Trimmm… som do
despertador a penetrar nos meus sonhos e … mais um dia de trabalho.
Lavo
os dentes, no silêncio da solidão que me rodeia.
Já
é tarde! Saio de casa a correr, ainda com o casaco por vestir e com o pão na
mão. Olho em volta e reparo na tristeza das pessoas apressadas e com o bocejo a
sair do rosto.
Fico
extasiada. As chaves… Subo as escadas a tropeçar em cada degrau e,
atrapalhada, pego nelas.
Já
no carro, deparo com uma fila mais extensa do que a muralha da China. Farta da
espera, tento entreter-me e ligo o rádio. Só notícias aborrecidas. Cortes para
aqui, cortes para acolá. Só cortam o meu salário. Ia mudar de frequência
quando, de repente, ouço um apelo que me suscita curiosidade: “Sorri” (uma
palavra que já não ouvia há muito tempo!). Olhando à minha volta, vejo pessoas
a sorrirem na minha direção. Sinto-me indecisa, estranha. Será que sorrio ou
não?
Pressinto
um aperto no coração e, sem querer, escapa-me um sorriso da face.
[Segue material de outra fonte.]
//! `quasar status` — rotation history summary.

use std::path::PathBuf;

use chrono::Utc;
use clap::Args;
use quasar_secrets::{AuditStore, FileAuditStore, RotationStatus};

#[derive(Args)]
pub struct StatusArgs {
    /// Rotation history file
    #[arg(long, default_value = "rotation_history.jsonl")]
    pub history: PathBuf,
}

/// Execute the `status` command.
pub fn execute(args: &StatusArgs) -> anyhow::Result<()> {
    let store = FileAuditStore::new(&args.history);
    let records = store.load()?;

    if records.is_empty() {
        println!("no rotations recorded");
        return Ok(());
    }

    let completed = records
        .iter()
        .filter(|r| r.status == RotationStatus::Completed)
        .count();
    let failed = records
        .iter()
        .filter(|r| r.status == RotationStatus::Failed)
        .count();
    println!("rotations: {} total, {completed} completed, {failed} failed", records.len());

    match store.latest_completed()? {
        Some(record) => {
            if let Some(at) = record.completed_at {
                println!("last completed: {} ({})", at.format("%Y-%m-%d"), record.id);
            }
            if let Some(due) = record.next_rotation_due {
                println!("next rotation due: {}", due.format("%Y-%m-%d"));
            }
            if store.is_overdue(Utc::now())? {
                println!("rotation is OVERDUE");
            } else {
                println!("rotation is not overdue");
            }
        }
        None => println!("no completed rotation yet"),
    }

    Ok(())
}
Repentinamente, lembro-me da felicidade que é viver, da importância dos pequenos
gestos que nos fazem ver a vida de uma maneira positiva, alegre. Sinto saudades
do tempo em que as pessoas, apenas com gestos e palavras simples e carinhosas,
conseguiam esboçar sorrisos nos momentos mais tristes da nossa vida.
Agora,
encaro a vida de uma maneira diferente: a qualquer momento me lembro
que, com um simples sorriso, posso confortar o outro.